─── EXERCISE MATERIALS ───
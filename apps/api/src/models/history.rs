use chrono::{DateTime, Utc};
use serde::{Deserialize, Serialize};
use sqlx::FromRow;
use uuid::Uuid;

/// One saved generation: the job it targeted and the rendered result.
#[derive(Debug, Clone, PartialEq, Serialize, Deserialize, FromRow)]
#[serde(rename_all = "camelCase")]
pub struct HistoryEntry {
    pub id: Uuid,
    pub target_text: String,
    pub result_html: String,
    #[serde(rename = "timestamp")]
    pub created_at: DateTime<Utc>,
}
use anyhow::Result;
use async_trait::async_trait;
use sqlx::PgPool;
use uuid::Uuid;

use crate::models::history::HistoryEntry;
use crate::storage::{AboutMeStore, HistoryStore};

/// Append order. `seq` is assigned by the database on insert.
const LIST_HISTORY_SQL: &str =
    "SELECT id, target_text, result_html, created_at FROM generation_history ORDER BY seq";

/// PostgreSQL-backed store. Tables are created by `db::ensure_schema`.
#[derive(Clone)]
pub struct PgStore {
    pool: PgPool,
}

impl PgStore {
    pub fn new(pool: PgPool) -> Self {
        Self { pool }
    }
}

#[async_trait]
impl AboutMeStore for PgStore {
    async fn read(&self) -> Result<String> {
        let content: Option<String> =
            sqlx::query_scalar("SELECT content FROM about_me WHERE id = 1")
                .fetch_optional(&self.pool)
                .await?;
        Ok(content.unwrap_or_default())
    }

    async fn write(&self, content: &str) -> Result<()> {
        sqlx::query(
            r#"
            INSERT INTO about_me (id, content, updated_at)
            VALUES (1, $1, NOW())
            ON CONFLICT (id) DO UPDATE
                SET content = EXCLUDED.content, updated_at = NOW()
            "#,
        )
        .bind(content)
        .execute(&self.pool)
        .await?;
        Ok(())
    }
}

#[async_trait]
impl HistoryStore for PgStore {
    async fn append(&self, target_text: &str, result_html: &str) -> Result<HistoryEntry> {
        let entry = sqlx::query_as::<_, HistoryEntry>(
            r#"
            INSERT INTO generation_history (id, target_text, result_html)
            VALUES ($1, $2, $3)
            RETURNING id, target_text, result_html, created_at
            "#,
        )
        .bind(Uuid::new_v4())
        .bind(target_text)
        .bind(result_html)
        .fetch_one(&self.pool)
        .await?;
        Ok(entry)
    }

    async fn list(&self) -> Result<Vec<HistoryEntry>> {
        let entries = sqlx::query_as::<_, HistoryEntry>(LIST_HISTORY_SQL)
        .fetch_all(&self.pool)
        .await?;
        Ok(entries)
    }
}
───
— PROBLEM DETAILS —
Your answer should be the lines of the records that include the word "bind".

— SOLUTION FOR THIS EXERCISE —
        .bind(content)
        .bind(Uuid::new_v4())
        .bind(target_text)
        .bind(result_html)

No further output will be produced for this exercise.